— The problem —
Word for word, restate the lines of the material below from its first line through the one containing "pub fn send(&self, to: Rank, message: Message)". Omit the rest.

— The data —
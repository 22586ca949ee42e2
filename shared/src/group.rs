//! In-process process group.
//!
//! Every rank owns an [`Endpoint`] with its own inbox and a sender to every
//! member (itself included). Messages travel as encoded frames, so ranks
//! share no state besides the channels.

use std::{
    sync::mpsc::{self, Receiver, RecvTimeoutError, Sender, TryRecvError},
    time::Duration,
};

use bytes::Bytes;
use tracing::*;

use crate::{
    errors::{MineError, MineResult},
    interaction::{Envelope, Message},
    types::Rank,
};

pub struct Endpoint {
    rank: Rank,
    inbox: Receiver<Bytes>,
    peers: Vec<Sender<Bytes>>,
}

/// Handle held outside the group, used to inject control messages.
#[derive(Clone)]
pub struct Launcher {
    peers: Vec<Sender<Bytes>>,
}

/// Wire up a fully connected group of `size` ranks.
pub fn group(size: u32) -> MineResult<(Vec<Endpoint>, Launcher)> {
    if size == 0 {
        return Err(MineError::InvalidWorkerCount);
    }

    let (senders, receivers): (Vec<_>, Vec<_>) = (0..size).map(|_| mpsc::channel()).unzip();

    let endpoints = receivers
        .into_iter()
        .enumerate()
        .map(|(rank, inbox)| {
            Endpoint {
                rank: Rank(rank as u32),
                inbox,
                peers: senders.clone(),
            }
        })
        .collect();

    Ok((endpoints, Launcher { peers: senders }))
}

impl Endpoint {
    pub fn rank(&self) -> Rank {
        self.rank
    }

    pub fn size(&self) -> u32 {
        self.peers.len() as u32
    }

    pub fn send(&self, to: Rank, message: Message) -> MineResult<()> {
        let frame = Envelope::new(self.rank, message).encode()?;
        self.deliver(to, frame)
    }

    /// Send to every other rank. Fails on the first peer that is gone.
    pub fn broadcast(&self, message: Message) -> MineResult<()> {
        let frame = Envelope::new(self.rank, message).encode()?;
        for to in self.others() {
            self.deliver(to, frame.clone())?;
        }
        Ok(())
    }

    /// Send to every other rank still listening. Returns how many were reached.
    pub fn broadcast_lossy(&self, message: Message) -> MineResult<usize> {
        let frame = Envelope::new(self.rank, message).encode()?;
        let mut reached = 0;
        for to in self.others() {
            match self.deliver(to, frame.clone()) {
                Ok(()) => reached += 1,
                Err(err) => debug!("{}: skip {to}: {err}", self.rank),
            }
        }
        Ok(reached)
    }

    /// Non-blocking probe. `Ok(None)` means the inbox is empty right now.
    pub fn try_recv(&self) -> MineResult<Option<Envelope>> {
        loop {
            match self.inbox.try_recv() {
                Ok(frame) => {
                    if let Some(envelope) = self.open(frame) {
                        return Ok(Some(envelope));
                    }
                }
                Err(TryRecvError::Empty) => return Ok(None),
                Err(TryRecvError::Disconnected) => return Err(self.disconnected()),
            }
        }
    }

    pub fn recv(&self) -> MineResult<Envelope> {
        loop {
            let frame = self.inbox.recv().map_err(|_| self.disconnected())?;
            if let Some(envelope) = self.open(frame) {
                return Ok(envelope);
            }
        }
    }

    /// Blocking receive bounded by `timeout`. `Ok(None)` when it expires or
    /// the frame that arrived was dropped.
    pub fn recv_timeout(&self, timeout: Duration) -> MineResult<Option<Envelope>> {
        match self.inbox.recv_timeout(timeout) {
            Ok(frame) => Ok(self.open(frame)),
            Err(RecvTimeoutError::Timeout) => Ok(None),
            Err(RecvTimeoutError::Disconnected) => Err(self.disconnected()),
        }
    }

    fn others(&self) -> impl Iterator<Item = Rank> + '_ {
        (0..self.size()).map(Rank).filter(move |rank| *rank != self.rank)
    }

    fn deliver(&self, to: Rank, frame: Bytes) -> MineResult<()> {
        let peer = self
            .peers
            .get(to.index())
            .ok_or(MineError::InvalidRank { rank: to.0, size: self.size() })?;
        peer.send(frame)
            .map_err(|_| MineError::MessagingFailure(format!("{to} is no longer reachable")))
    }

    fn open(&self, frame: Bytes) -> Option<Envelope> {
        match Envelope::try_from(frame) {
            Ok(envelope) => Some(envelope),
            Err(err) => {
                warn!("{}: drop frame: {err}", self.rank);
                None
            }
        }
    }

    fn disconnected(&self) -> MineError {
        MineError::MessagingFailure(format!("{} inbox disconnected", self.rank))
    }
}

impl Launcher {
    pub fn size(&self) -> u32 {
        self.peers.len() as u32
    }

    /// Ask every rank to stop. Ranks that already left are skipped.
    pub fn abort(&self) -> MineResult<usize> {
        self.inject(Message::Abort)
    }

    /// Terminate the group without a verdict, releasing ranks that wait on a
    /// coordinator that is gone.
    pub fn release(&self) -> MineResult<usize> {
        self.inject(Message::Terminate(None))
    }

    fn inject(&self, message: Message) -> MineResult<usize> {
        // the launcher speaks as the coordinator
        let frame = Envelope::new(Rank::COORDINATOR, message).encode()?;
        Ok(self.peers.iter().filter(|peer| peer.send(frame.clone()).is_ok()).count())
    }
}
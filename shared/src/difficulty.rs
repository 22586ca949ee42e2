use std::fmt::{Display, Formatter};

use serde::{Deserialize, Serialize};

use crate::errors::{MineError, MineResult};

pub const MIN_LEADING_ZEROS: u32 = 1;
pub const MAX_LEADING_ZEROS: u32 = 32;

/// Bound on the first 32 bits of a digest.
///
/// A prefix satisfies the mask when it has no bit set outside of it, so a
/// mask of `0…01…1` with N leading zeros accepts every digest that starts
/// with at least N zero bits.
#[derive(Debug, Clone, Copy, PartialEq, Eq, Serialize, Deserialize)]
pub struct Difficulty {
    mask: u32,
}

impl Difficulty {
    /// Accepts every digest.
    pub const ANY: Difficulty = Difficulty { mask: u32::MAX };

    pub fn from_leading_zeros(bits: u32) -> MineResult<Self> {
        if !(MIN_LEADING_ZEROS..=MAX_LEADING_ZEROS).contains(&bits) {
            return Err(MineError::InvalidDifficulty(bits));
        }
        Ok(Self {
            mask: u32::MAX.checked_shr(bits).unwrap_or(0),
        })
    }

    pub fn from_mask(mask: u32) -> Self {
        Self { mask }
    }

    pub fn mask(&self) -> u32 {
        self.mask
    }

    pub fn satisfied_by(&self, prefix: u32) -> bool {
        prefix & self.mask == prefix
    }

    pub fn accepts(&self, digest: &[u8]) -> bool {
        self.satisfied_by(prefix(digest))
    }
}

impl Display for Difficulty {
    fn fmt(&self, f: &mut Formatter<'_>) -> std::fmt::Result {
        write!(f, "{:032b}", self.mask)
    }
}

/// First four digest bytes as a big-endian integer. Shorter digests are zero padded.
pub fn prefix(digest: &[u8]) -> u32 {
    let mut word = [0u8; 4];
    let n = digest.len().min(4);
    word[..n].copy_from_slice(&digest[..n]);
    u32::from_be_bytes(word)
}
use std::{env, error::Error, fs, path::PathBuf};

// The package inherits the workspace version, so cargo hands it over directly.
fn main() -> Result<(), Box<dyn Error>> {
    let version = env::var("CARGO_PKG_VERSION")?;
    let out = PathBuf::from(env::var_os("OUT_DIR").ok_or("OUT_DIR not set")?).join("version.rs");
    fs::write(out, format!("pub const VERSION: &str = {version:?};\n"))?;

    println!("cargo:rerun-if-changed=build.rs");
    Ok(())
}
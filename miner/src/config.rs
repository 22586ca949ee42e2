use std::{fs::File, io, path::Path};

use serde::{Deserialize, Serialize};
use shared::digest::Algorithm;

/// Optional defaults read from a JSON file. Command line flags win.
#[derive(Serialize, Deserialize, Debug, Clone, Default, PartialEq, Eq)]
#[serde(default, rename_all = "snake_case")]
pub struct MinerConfig {
    pub workers: Option<u32>,
    pub poll_interval: Option<u64>,
    pub domain: Option<u64>,
    pub algorithm: Option<Algorithm>,
    pub pin_cores: Option<bool>,
    pub ack_timeout_ms: Option<u64>,
}

pub fn load_config_file<P>(config_file: P) -> Result<MinerConfig, io::Error>
where
    P: AsRef<Path>, {
    let path = config_file.as_ref();
    let file = File::open(path).map_err(|err| {
        io::Error::new(err.kind(), format!("{} config file: {err}", path.display()))
    })?;
    let config = serde_json::from_reader(file)
        .map_err(|err| io::Error::new(io::ErrorKind::InvalidData, format!("{err:?}")))?;
    Ok(config)
}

— Solution for this problem —
repository 22586ca949ee42e2
filename shared/src/group.rs
//! In-process process group.
//!
//! Every rank owns an [`Endpoint`] with its own inbox and a sender to every
//! member (itself included). Messages travel as encoded frames, so ranks
//! share no state besides the channels.

use std::{
    sync::mpsc::{self, Receiver, RecvTimeoutError, Sender, TryRecvError},
    time::Duration,
};

use bytes::Bytes;
use tracing::*;

use crate::{
    errors::{MineError, MineResult},
    interaction::{Envelope, Message},
    types::Rank,
};

pub struct Endpoint {
    rank: Rank,
    inbox: Receiver<Bytes>,
    peers: Vec<Sender<Bytes>>,
}

/// Handle held outside the group, used to inject control messages.
#[derive(Clone)]
pub struct Launcher {
    peers: Vec<Sender<Bytes>>,
}

/// Wire up a fully connected group of `size` ranks.
pub fn group(size: u32) -> MineResult<(Vec<Endpoint>, Launcher)> {
    if size == 0 {
        return Err(MineError::InvalidWorkerCount);
    }

    let (senders, receivers): (Vec<_>, Vec<_>) = (0..size).map(|_| mpsc::channel()).unzip();

    let endpoints = receivers
        .into_iter()
        .enumerate()
        .map(|(rank, inbox)| {
            Endpoint {
                rank: Rank(rank as u32),
                inbox,
                peers: senders.clone(),
            }
        })
        .collect();

    Ok((endpoints, Launcher { peers: senders }))
}

impl Endpoint {
    pub fn rank(&self) -> Rank {
        self.rank
    }

    pub fn size(&self) -> u32 {
        self.peers.len() as u32
    }

    pub fn send(&self, to: Rank, message: Message) -> MineResult<()> {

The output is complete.